The material below contains a line with "#[derive(Debug, Clone)]" and a line with "every open placeholder.". Copy exactly those two lines and all lines between them.

------ Material for the task ------

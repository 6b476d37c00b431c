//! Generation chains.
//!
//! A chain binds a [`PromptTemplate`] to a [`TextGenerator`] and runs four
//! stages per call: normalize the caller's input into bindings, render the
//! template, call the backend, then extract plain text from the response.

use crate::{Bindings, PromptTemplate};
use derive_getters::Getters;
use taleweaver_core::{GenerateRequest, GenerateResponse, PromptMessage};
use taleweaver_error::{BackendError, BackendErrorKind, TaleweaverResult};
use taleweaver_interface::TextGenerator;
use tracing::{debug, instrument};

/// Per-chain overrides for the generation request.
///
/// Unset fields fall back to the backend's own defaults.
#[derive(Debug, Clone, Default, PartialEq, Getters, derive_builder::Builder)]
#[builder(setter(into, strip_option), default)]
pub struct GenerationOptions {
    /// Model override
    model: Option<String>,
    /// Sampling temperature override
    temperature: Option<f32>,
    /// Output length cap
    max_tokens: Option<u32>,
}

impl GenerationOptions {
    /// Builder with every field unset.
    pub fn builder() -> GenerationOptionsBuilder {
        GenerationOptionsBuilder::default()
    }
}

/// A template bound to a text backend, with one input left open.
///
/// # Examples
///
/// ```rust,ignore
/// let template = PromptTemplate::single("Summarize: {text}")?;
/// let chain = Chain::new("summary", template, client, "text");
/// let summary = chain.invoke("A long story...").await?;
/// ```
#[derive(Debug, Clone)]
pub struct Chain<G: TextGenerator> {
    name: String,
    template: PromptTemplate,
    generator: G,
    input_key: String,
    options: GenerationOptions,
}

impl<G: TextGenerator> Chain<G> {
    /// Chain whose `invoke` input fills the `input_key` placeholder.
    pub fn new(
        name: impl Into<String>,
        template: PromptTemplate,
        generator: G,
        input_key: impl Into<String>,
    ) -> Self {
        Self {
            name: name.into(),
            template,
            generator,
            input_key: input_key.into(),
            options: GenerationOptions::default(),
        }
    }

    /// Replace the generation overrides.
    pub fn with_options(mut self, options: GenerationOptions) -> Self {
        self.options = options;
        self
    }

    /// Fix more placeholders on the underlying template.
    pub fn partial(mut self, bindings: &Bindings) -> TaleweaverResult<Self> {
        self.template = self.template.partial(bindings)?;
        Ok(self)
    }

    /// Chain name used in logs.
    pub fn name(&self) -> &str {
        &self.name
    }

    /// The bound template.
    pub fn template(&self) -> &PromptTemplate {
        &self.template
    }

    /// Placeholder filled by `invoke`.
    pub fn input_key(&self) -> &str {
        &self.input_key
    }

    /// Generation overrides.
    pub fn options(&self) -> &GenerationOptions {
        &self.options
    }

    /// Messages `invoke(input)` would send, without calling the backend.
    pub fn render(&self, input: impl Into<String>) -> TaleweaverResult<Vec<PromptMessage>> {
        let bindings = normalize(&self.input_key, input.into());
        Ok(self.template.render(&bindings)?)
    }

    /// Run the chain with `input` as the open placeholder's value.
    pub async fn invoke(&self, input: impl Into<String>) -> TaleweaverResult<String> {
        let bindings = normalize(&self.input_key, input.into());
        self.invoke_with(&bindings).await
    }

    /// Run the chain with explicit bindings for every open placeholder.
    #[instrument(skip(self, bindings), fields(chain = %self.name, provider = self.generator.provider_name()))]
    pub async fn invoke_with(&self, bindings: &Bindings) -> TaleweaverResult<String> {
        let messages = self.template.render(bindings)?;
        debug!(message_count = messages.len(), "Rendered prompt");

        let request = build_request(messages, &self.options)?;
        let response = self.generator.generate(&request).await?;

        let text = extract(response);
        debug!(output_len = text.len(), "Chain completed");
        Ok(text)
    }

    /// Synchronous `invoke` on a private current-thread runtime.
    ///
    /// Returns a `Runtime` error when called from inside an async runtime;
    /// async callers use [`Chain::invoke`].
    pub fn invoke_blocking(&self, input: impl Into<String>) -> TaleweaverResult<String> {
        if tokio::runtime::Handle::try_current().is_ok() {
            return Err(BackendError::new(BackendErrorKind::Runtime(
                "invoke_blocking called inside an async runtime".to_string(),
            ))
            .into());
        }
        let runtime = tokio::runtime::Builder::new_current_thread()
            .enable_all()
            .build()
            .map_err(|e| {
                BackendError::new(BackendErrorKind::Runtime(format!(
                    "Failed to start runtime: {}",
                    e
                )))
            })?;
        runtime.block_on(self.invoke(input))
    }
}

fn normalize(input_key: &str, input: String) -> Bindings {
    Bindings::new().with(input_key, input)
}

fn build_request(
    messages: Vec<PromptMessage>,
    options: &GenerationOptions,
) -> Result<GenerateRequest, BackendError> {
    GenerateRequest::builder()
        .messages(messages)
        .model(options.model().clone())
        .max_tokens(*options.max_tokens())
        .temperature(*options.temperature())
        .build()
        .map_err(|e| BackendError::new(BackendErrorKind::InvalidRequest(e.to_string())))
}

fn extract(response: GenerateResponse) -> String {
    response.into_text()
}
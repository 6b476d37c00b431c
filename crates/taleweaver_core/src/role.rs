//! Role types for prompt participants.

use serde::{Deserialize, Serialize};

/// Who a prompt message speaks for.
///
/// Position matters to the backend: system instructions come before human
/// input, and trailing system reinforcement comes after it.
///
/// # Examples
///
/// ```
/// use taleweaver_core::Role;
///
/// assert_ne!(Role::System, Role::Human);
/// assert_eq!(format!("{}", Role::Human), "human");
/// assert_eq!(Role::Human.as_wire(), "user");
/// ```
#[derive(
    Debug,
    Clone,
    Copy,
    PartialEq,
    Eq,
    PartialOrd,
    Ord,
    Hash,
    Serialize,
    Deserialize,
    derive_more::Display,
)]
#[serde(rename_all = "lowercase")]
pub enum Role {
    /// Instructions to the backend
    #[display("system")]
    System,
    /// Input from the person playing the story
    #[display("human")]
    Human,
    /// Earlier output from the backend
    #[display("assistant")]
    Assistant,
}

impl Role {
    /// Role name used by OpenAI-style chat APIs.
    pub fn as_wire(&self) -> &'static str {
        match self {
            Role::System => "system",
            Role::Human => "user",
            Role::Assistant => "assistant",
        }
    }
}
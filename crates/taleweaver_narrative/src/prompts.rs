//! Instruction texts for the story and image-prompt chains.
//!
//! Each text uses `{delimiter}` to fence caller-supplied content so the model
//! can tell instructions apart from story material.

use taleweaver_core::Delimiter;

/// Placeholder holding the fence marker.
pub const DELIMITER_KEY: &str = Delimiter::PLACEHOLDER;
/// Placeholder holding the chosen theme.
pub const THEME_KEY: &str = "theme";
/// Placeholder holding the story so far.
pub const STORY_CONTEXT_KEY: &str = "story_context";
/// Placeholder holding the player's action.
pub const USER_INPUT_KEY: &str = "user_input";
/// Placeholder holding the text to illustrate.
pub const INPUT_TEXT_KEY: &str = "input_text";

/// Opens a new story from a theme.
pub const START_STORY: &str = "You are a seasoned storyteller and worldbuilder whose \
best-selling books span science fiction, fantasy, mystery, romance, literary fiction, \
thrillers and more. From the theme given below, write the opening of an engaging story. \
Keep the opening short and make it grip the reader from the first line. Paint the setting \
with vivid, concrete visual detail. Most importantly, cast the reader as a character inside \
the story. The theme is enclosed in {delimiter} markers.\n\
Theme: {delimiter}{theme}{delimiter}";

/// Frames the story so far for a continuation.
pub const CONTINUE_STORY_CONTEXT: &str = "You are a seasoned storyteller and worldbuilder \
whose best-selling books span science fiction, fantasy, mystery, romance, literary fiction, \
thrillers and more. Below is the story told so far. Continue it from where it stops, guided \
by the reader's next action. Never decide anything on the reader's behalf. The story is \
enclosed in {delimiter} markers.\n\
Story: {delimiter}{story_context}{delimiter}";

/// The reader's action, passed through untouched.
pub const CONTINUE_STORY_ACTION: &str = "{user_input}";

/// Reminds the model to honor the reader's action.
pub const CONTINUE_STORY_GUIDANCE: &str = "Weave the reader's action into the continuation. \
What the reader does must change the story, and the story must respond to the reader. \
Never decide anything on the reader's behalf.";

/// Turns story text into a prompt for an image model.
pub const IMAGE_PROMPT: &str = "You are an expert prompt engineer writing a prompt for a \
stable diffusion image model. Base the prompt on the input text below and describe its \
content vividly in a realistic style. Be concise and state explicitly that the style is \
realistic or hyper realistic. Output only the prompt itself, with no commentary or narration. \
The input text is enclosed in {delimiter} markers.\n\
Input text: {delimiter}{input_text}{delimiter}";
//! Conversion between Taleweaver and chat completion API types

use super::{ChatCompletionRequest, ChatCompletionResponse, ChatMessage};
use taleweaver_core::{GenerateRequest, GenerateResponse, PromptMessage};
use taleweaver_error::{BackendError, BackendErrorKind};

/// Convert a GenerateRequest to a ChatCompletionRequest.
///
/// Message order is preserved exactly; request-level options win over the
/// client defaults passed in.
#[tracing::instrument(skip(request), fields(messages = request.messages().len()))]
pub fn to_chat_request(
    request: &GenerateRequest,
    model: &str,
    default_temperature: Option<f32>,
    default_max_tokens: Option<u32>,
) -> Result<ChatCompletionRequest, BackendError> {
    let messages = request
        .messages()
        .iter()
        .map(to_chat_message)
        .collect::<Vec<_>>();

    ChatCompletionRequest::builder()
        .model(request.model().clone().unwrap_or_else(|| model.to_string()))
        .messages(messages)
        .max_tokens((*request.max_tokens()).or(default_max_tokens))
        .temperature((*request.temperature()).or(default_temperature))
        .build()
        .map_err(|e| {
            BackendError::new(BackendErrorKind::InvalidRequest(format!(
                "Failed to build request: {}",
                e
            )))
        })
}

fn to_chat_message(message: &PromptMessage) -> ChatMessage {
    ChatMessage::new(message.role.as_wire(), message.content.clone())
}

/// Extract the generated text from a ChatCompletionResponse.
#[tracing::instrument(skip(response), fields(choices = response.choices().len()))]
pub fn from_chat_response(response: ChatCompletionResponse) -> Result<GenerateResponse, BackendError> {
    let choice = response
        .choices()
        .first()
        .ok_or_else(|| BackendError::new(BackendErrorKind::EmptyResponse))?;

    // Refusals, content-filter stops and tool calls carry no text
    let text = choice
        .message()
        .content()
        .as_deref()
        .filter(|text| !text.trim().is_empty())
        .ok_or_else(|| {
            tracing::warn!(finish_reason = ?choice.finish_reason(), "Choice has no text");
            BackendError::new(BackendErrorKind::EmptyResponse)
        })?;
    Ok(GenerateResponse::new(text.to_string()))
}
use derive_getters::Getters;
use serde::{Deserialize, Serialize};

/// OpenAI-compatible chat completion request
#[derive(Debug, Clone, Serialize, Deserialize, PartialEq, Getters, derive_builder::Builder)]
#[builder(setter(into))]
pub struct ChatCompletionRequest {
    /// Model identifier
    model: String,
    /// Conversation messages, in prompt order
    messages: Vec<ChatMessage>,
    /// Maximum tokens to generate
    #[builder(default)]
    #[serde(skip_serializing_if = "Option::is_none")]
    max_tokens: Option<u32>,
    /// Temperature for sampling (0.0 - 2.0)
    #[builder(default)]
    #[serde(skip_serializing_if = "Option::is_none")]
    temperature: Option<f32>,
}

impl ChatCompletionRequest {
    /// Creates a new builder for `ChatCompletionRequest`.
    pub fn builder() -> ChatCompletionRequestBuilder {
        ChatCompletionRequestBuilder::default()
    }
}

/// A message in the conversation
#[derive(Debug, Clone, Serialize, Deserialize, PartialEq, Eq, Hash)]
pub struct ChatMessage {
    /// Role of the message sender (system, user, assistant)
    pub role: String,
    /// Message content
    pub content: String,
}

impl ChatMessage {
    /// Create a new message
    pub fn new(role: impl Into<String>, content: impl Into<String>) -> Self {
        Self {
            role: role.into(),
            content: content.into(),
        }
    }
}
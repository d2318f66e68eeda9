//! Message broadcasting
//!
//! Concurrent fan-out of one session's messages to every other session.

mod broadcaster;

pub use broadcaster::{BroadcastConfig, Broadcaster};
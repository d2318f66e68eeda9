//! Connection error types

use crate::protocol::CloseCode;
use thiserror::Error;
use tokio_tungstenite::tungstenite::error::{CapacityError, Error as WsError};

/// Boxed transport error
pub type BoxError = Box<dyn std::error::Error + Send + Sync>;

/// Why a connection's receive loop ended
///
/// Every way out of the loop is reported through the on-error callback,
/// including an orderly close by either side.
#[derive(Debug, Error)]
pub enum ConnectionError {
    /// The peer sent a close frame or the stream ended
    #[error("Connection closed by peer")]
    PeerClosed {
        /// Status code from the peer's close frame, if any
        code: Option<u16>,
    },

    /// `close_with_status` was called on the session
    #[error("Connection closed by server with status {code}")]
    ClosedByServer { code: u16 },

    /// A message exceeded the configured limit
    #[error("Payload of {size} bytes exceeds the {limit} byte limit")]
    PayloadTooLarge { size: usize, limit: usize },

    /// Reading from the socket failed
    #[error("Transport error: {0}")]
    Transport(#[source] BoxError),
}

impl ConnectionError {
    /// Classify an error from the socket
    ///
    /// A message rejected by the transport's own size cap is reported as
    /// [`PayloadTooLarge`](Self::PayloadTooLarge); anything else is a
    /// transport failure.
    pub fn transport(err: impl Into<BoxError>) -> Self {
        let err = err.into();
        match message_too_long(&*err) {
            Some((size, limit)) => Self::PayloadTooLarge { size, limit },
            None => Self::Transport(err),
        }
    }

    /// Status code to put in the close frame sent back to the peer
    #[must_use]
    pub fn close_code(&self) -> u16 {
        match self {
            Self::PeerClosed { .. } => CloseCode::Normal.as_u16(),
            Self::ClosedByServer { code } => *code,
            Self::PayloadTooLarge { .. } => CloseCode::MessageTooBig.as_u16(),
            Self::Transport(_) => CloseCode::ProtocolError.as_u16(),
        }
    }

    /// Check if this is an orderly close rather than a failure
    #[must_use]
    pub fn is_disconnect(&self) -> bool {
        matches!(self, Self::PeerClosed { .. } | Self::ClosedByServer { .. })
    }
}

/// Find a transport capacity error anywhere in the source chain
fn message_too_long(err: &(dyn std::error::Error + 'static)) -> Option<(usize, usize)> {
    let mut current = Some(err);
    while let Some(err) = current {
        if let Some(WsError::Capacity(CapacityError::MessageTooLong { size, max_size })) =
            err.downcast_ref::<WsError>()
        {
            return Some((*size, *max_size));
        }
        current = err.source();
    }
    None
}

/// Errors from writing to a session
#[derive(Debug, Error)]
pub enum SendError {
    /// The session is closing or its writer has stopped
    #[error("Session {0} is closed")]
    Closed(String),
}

------

- Exercise solution
#[derive(Debug, Clone)]
pub struct Chain<G: TextGenerator> {
    name: String,
    template: PromptTemplate,
    generator: G,
    input_key: String,
    options: GenerationOptions,
}

impl<G: TextGenerator> Chain<G> {
    /// Chain whose `invoke` input fills the `input_key` placeholder.
    pub fn new(
        name: impl Into<String>,
        template: PromptTemplate,
        generator: G,
        input_key: impl Into<String>,
    ) -> Self {
        Self {
            name: name.into(),
            template,
            generator,
            input_key: input_key.into(),
            options: GenerationOptions::default(),
        }
    }

    /// Replace the generation overrides.
    pub fn with_options(mut self, options: GenerationOptions) -> Self {
        self.options = options;
        self
    }

    /// Fix more placeholders on the underlying template.
    pub fn partial(mut self, bindings: &Bindings) -> TaleweaverResult<Self> {
        self.template = self.template.partial(bindings)?;
        Ok(self)
    }

    /// Chain name used in logs.
    pub fn name(&self) -> &str {
        &self.name
    }

    /// The bound template.
    pub fn template(&self) -> &PromptTemplate {
        &self.template
    }

    /// Placeholder filled by `invoke`.
    pub fn input_key(&self) -> &str {
        &self.input_key
    }

    /// Generation overrides.
    pub fn options(&self) -> &GenerationOptions {
        &self.options
    }

    /// Messages `invoke(input)` would send, without calling the backend.
    pub fn render(&self, input: impl Into<String>) -> TaleweaverResult<Vec<PromptMessage>> {
        let bindings = normalize(&self.input_key, input.into());
        Ok(self.template.render(&bindings)?)
    }

    /// Run the chain with `input` as the open placeholder's value.
    pub async fn invoke(&self, input: impl Into<String>) -> TaleweaverResult<String> {
        let bindings = normalize(&self.input_key, input.into());
        self.invoke_with(&bindings).await
    }

    /// Run the chain with explicit bindings for every open placeholder.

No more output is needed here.